Pour autant, le per­son­nage de Sald­mann, dans toute son incul­ture poli­tique et sa bêtise, laquelle repose essen­tiel­le­ment sur des croyances auto­cen­trées, comme en ont tant les bour­geois petits et grands, n’est pas autre chose qu’une bau­druche de car­na­val qui se pren­drait au sérieux, embar­quée pour un road-trip d’une semaine sans consé­quences chez les pro­los, ce que redoute Ruf­fin lui-même dans le film, en pres­sen­tant le risque de « tou­risme social » auquel il sou­met sa créa­ture de carton-pâte.

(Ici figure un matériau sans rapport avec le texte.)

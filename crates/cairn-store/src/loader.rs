use std::sync::Arc;

use cairn_types::{ObjType, ObjectId, Record};
use tracing::debug;

use crate::error::{StoreError, StoreResult};
use crate::factory::ModelFactory;
use crate::model::Model;
use crate::query::Query;
use crate::traits::ObjectStore;

/// Factory plus store: turns type tags and identities into typed models.
///
/// Stored fields are merged over the type's prototype, so fields added to a
/// model after its records were written still get their defaults.
#[derive(Clone)]
pub struct ModelLoader {
    store: Arc<dyn ObjectStore>,
    factory: Arc<dyn ModelFactory>,
}

impl ModelLoader {
    pub fn new(store: Arc<dyn ObjectStore>, factory: Arc<dyn ModelFactory>) -> Self {
        Self { store, factory }
    }

    pub fn store(&self) -> &Arc<dyn ObjectStore> {
        &self.store
    }

    pub fn factory(&self) -> &Arc<dyn ModelFactory> {
        &self.factory
    }

    /// A blank record of `obj_type`.
    pub fn blank(&self, obj_type: &ObjType) -> StoreResult<Record> {
        self.factory.create(obj_type)
    }

    /// Load the merged record for `(obj_type, id)`.
    ///
    /// A blank identity yields `Ok(None)` without touching the store.
    pub fn load_record(
        &self,
        obj_type: &ObjType,
        id: Option<&ObjectId>,
    ) -> StoreResult<Option<Record>> {
        let Some(id) = id.cloned().and_then(ObjectId::normalize) else {
            return Ok(None);
        };
        let mut merged = self.factory.create(obj_type)?;
        let Some(stored) = self.store.load(obj_type, &id)? else {
            debug!(obj_type = %obj_type, id = %id, "record not found");
            return Ok(None);
        };
        merged.fields.extend(stored.fields);
        merged.id = stored.id;
        Ok(Some(merged))
    }

    /// Load a typed model.
    pub fn load<M: Model>(
        &self,
        obj_type: &ObjType,
        id: Option<&ObjectId>,
    ) -> StoreResult<Option<M>> {
        match self.load_record(obj_type, id)? {
            Some(record) => Ok(Some(M::from_record(&record)?)),
            None => Ok(None),
        }
    }

    /// Run a query and convert every hit into a typed model.
    pub fn query<M: Model>(&self, query: &Query) -> StoreResult<Vec<M>> {
        let prototype = self.factory.create(&query.obj_type)?;
        self.store
            .query(query)?
            .into_iter()
            .map(|stored| {
                let mut merged = prototype.clone();
                merged.fields.extend(stored.fields);
                merged.id = stored.id;
                M::from_record(&merged).map_err(StoreError::from)
            })
            .collect()
    }
}

impl std::fmt::Debug for ModelLoader {
    fn fmt(&self, f: &mut std::fmt::Formatter<'_>) -> std::fmt::Result {
        f.debug_struct("ModelLoader").finish_non_exhaustive()
    }
}
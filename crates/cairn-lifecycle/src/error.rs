use cairn_store::StoreError;
use cairn_types::{ObjType, TypeError};

/// Errors from lifecycle operations.
///
/// Vetoes and post-hook failures are not errors; they are reported through
/// [`LifecycleOutcome`](crate::LifecycleOutcome).
#[derive(Debug, thiserror::Error)]
pub enum LifecycleError {
    /// A collaborator needed for this operation was never supplied.
    #[error("lifecycle has no {0} configured")]
    NotConfigured(&'static str),

    /// The operation needs a persisted identity and the object has none.
    #[error("object of type {0} has no identity")]
    MissingId(ObjType),

    /// Restore was requested for a type without soft-delete support.
    #[error("objects of type {0} cannot be restored: not soft-deletable")]
    NotSoftDeletable(ObjType),

    /// A hook failed outright (as opposed to vetoing).
    #[error("hook '{hook}' failed: {message}")]
    Hook { hook: String, message: String },

    #[error(transparent)]
    Store(#[from] StoreError),

    #[error(transparent)]
    Type(#[from] TypeError),
}

impl LifecycleError {
    pub fn hook(hook: impl Into<String>, message: impl Into<String>) -> Self {
        Self::Hook {
            hook: hook.into(),
            message: message.into(),
        }
    }
}

/// Result alias for lifecycle operations.
pub type LifecycleResult<T> = Result<T, LifecycleError>;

Mais aus­si frêle soit-elle, la créa­ture finit par lui échap­per, sans que le spec­ta­teur com­prenne exac­te­ment pour quel motif. Sald­mann dis­pa­raît sim­ple­ment de l’é­cran au moment où Ruf­fin pré­pare une mise en scène façon céré­mo­nie des marches can­noise, pour rendre hom­mage aux per­son­na­li­tés pré­sen­tées dans le film.

On appren­dra plus tard que le conflit au Proche-orient en est la cause. Sald­mann consi­dé­rant que la réponse d’Is­raël à Gaza et au Liban est jus­te­ment proportionnée… 

En bon sama­ri­tain, per­sua­dé que l’on peut sen­si­bi­li­ser le rupin, à défaut de l’a­men­der, Ruf­fin pro­cède régu­liè­re­ment de cette volon­té de géné­rer de l’empathie, par la connais­sance docu­men­taire et empi­rique, chez ceux qui n’ont qui n’ont à la bouche que logor­rhée sociale excluante et haineuse.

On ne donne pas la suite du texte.